Setelah Makan Menjadi Pilihan yang Lebih Nyaman
Minum teh hijau setelah sarapan atau sesudah makan ringan dapat menjadi pilihan bagi orang yang mudah merasa mual. Kacang-kacangan dan roti gandum disebut dapat digunakan sebagai pendamping agar lambung tidak dalam keadaan kosong.
Pengaturan jumlah konsumsi juga penting, bukan hanya perubahan waktunya. Bila tubuh masih menunjukkan keluhan, minum teh hijau dalam porsi lebih sedikit atau memilih pilihan berkadar kafein lebih rendah dapat dipertimbangkan.

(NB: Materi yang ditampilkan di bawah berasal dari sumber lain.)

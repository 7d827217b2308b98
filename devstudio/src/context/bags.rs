//! Append-only run context.

use crate::errors::{DataConflictError, StudioError};
use serde::{Deserialize, Serialize};
use std::collections::HashMap;

/// Accumulating key/value state threaded through a pipeline run.
///
/// Keys can only be added. Writing to an existing key raises a
/// `DataConflictError`, and there is no removal API, so every value written
/// by an earlier stage is visible unchanged to all later stages.
#[derive(Debug, Clone, Default, PartialEq, Serialize, Deserialize)]
#[serde(transparent)]
pub struct Context {
    data: HashMap<String, serde_json::Value>,
}

impl Context {
    /// Creates a new empty context.
    #[must_use]
    pub fn new() -> Self {
        Self::default()
    }

    /// Creates a context from existing data.
    #[must_use]
    pub fn from_data(data: HashMap<String, serde_json::Value>) -> Self {
        Self { data }
    }

    /// Gets a value from the context.
    #[must_use]
    pub fn get(&self, key: &str) -> Option<&serde_json::Value> {
        self.data.get(key)
    }

    /// Gets a string value, treating non-strings as absent.
    #[must_use]
    pub fn get_str(&self, key: &str) -> Option<&str> {
        self.data.get(key).and_then(serde_json::Value::as_str)
    }

    /// Gets a value that a stage cannot run without.
    ///
    /// # Errors
    ///
    /// Returns `StageFailure` naming `stage` if the key is missing or null.
    pub fn require(&self, stage: &str, key: &str) -> Result<&serde_json::Value, StudioError> {
        match self.data.get(key) {
            Some(serde_json::Value::Null) | None => Err(StudioError::stage(
                stage,
                format!("missing required input '{key}'"),
            )),
            Some(value) => Ok(value),
        }
    }

    /// Checks if a key exists.
    #[must_use]
    pub fn contains_key(&self, key: &str) -> bool {
        self.data.contains_key(key)
    }

    /// Appends a value.
    ///
    /// # Errors
    ///
    /// Returns `DataConflictError` if the key already exists.
    pub fn insert(
        &mut self,
        key: impl Into<String>,
        value: serde_json::Value,
    ) -> Result<(), DataConflictError> {
        let key = key.into();
        if self.data.contains_key(&key) {
            return Err(DataConflictError::new(key));
        }
        self.data.insert(key, value);
        Ok(())
    }

    /// Appends every entry of `other`, failing on the first conflicting key.
    ///
    /// Nothing is written when a conflict is found.
    ///
    /// # Errors
    ///
    /// Returns `DataConflictError` for the first key already present.
    pub fn extend(
        &mut self,
        other: impl IntoIterator<Item = (String, serde_json::Value)>,
    ) -> Result<(), DataConflictError> {
        let entries: Vec<_> = other.into_iter().collect();
        if let Some((key, _)) = entries.iter().find(|(k, _)| self.data.contains_key(k)) {
            return Err(DataConflictError::new(key.clone()));
        }
        self.data.extend(entries);
        Ok(())
    }

    /// Returns the number of entries.
    #[must_use]
    pub fn len(&self) -> usize {
        self.data.len()
    }

    /// Returns true if the context is empty.
    #[must_use]
    pub fn is_empty(&self) -> bool {
        self.data.is_empty()
    }

    /// Returns all keys, sorted.
    #[must_use]
    pub fn keys(&self) -> Vec<String> {
        let mut keys: Vec<String> = self.data.keys().cloned().collect();
        keys.sort();
        keys
    }

    /// Returns a copy of all data.
    #[must_use]
    pub fn to_dict(&self) -> HashMap<String, serde_json::Value> {
        self.data.clone()
    }
}

#[cfg(test)]
mod tests {
    use super::*;
    use serde_json::json;

    #[test]
    fn test_insert_and_get() {
        let mut ctx = Context::new();
        ctx.insert("goal", json!("Build a todo app")).unwrap();

        assert_eq!(ctx.get_str("goal"), Some("Build a todo app"));
        assert!(ctx.contains_key("goal"));
        assert_eq!(ctx.len(), 1);
    }

    #[test]
    fn test_insert_conflict_keeps_original() {
        let mut ctx = Context::new();
        ctx.insert("design", json!({"v": 1})).unwrap();

        let err = ctx.insert("design", json!({"v": 2})).unwrap_err();
        assert_eq!(err.key, "design");
        assert_eq!(ctx.get("design"), Some(&json!({"v": 1})));
    }

    #[test]
    fn test_extend_is_all_or_nothing() {
        let mut ctx = Context::new();
        ctx.insert("goal", json!("g")).unwrap();

        let err = ctx
            .extend(vec![
                ("project_name".to_string(), json!("P")),
                ("goal".to_string(), json!("other")),
            ])
            .unwrap_err();

        assert_eq!(err.key, "goal");
        assert!(!ctx.contains_key("project_name"));
        assert_eq!(ctx.get_str("goal"), Some("g"));
    }

    #[test]
    fn test_require() {
        let mut ctx = Context::new();
        ctx.insert("spec", json!({"features": []})).unwrap();
        ctx.insert("infra", serde_json::Value::Null).unwrap();

        assert!(ctx.require("code_generation", "spec").is_ok());

        let err = ctx.require("code_generation", "infra").unwrap_err();
        assert_eq!(
            err.to_string(),
            "Stage 'code_generation' failed: missing required input 'infra'"
        );
        assert!(ctx.require("code_generation", "absent").is_err());
    }

    #[test]
    fn test_get_str_non_string() {
        let mut ctx = Context::new();
        ctx.insert("count", json!(3)).unwrap();
        assert!(ctx.get_str("count").is_none());
    }

    #[test]
    fn test_keys_sorted() {
        let mut ctx = Context::new();
        ctx.insert("b", json!(1)).unwrap();
        ctx.insert("a", json!(2)).unwrap();
        assert_eq!(ctx.keys(), vec!["a".to_string(), "b".to_string()]);
    }

    #[test]
    fn test_serializes_as_plain_map() {
        let mut ctx = Context::new();
        ctx.insert("goal", json!("g")).unwrap();
        assert_eq!(serde_json::to_value(&ctx).unwrap(), json!({"goal": "g"}));
    }
}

Menjaga tubuh tetap terhidrasi dapat membantu, terutama bagi orang yang mudah mengalami gangguan lambung. Mual yang terus berlanjut perlu dikonsultasikan kepada dokter atau ahli gizi untuk mencari kemungkinan penyebab lain pada saluran pencernaan.
Teh Hijau Tetap Memiliki Manfaat
Keluhan lambung tidak serta-merta membuat teh hijau harus dihindari seluruhnya. Manfaatnya tetap dapat diperoleh dengan menyesuaikan waktu, jumlah, dan kekuatan seduhan dengan kondisi tubuh.
Studi tahun 2020 dalam European Journal of Clinical Nutrition mengaitkan konsumsi teh hijau dengan risiko penyakit jantung dan beberapa jenis kanker yang lebih rendah. Sementara itu, bukti manfaat teh hijau untuk mencegah diabetes serta membantu penurunan berat badan masih membutuhkan penelitian lanjutan.
Bagi orang yang selalu merasa mual setelah minum teh hijau sebelum makan, perubahan kebiasaan menjadi setelah sarapan dapat dicoba. Pilihan tersebut memungkinkan konsumsi teh hijau tetap dilakukan tanpa mengabaikan kenyamanan lambung.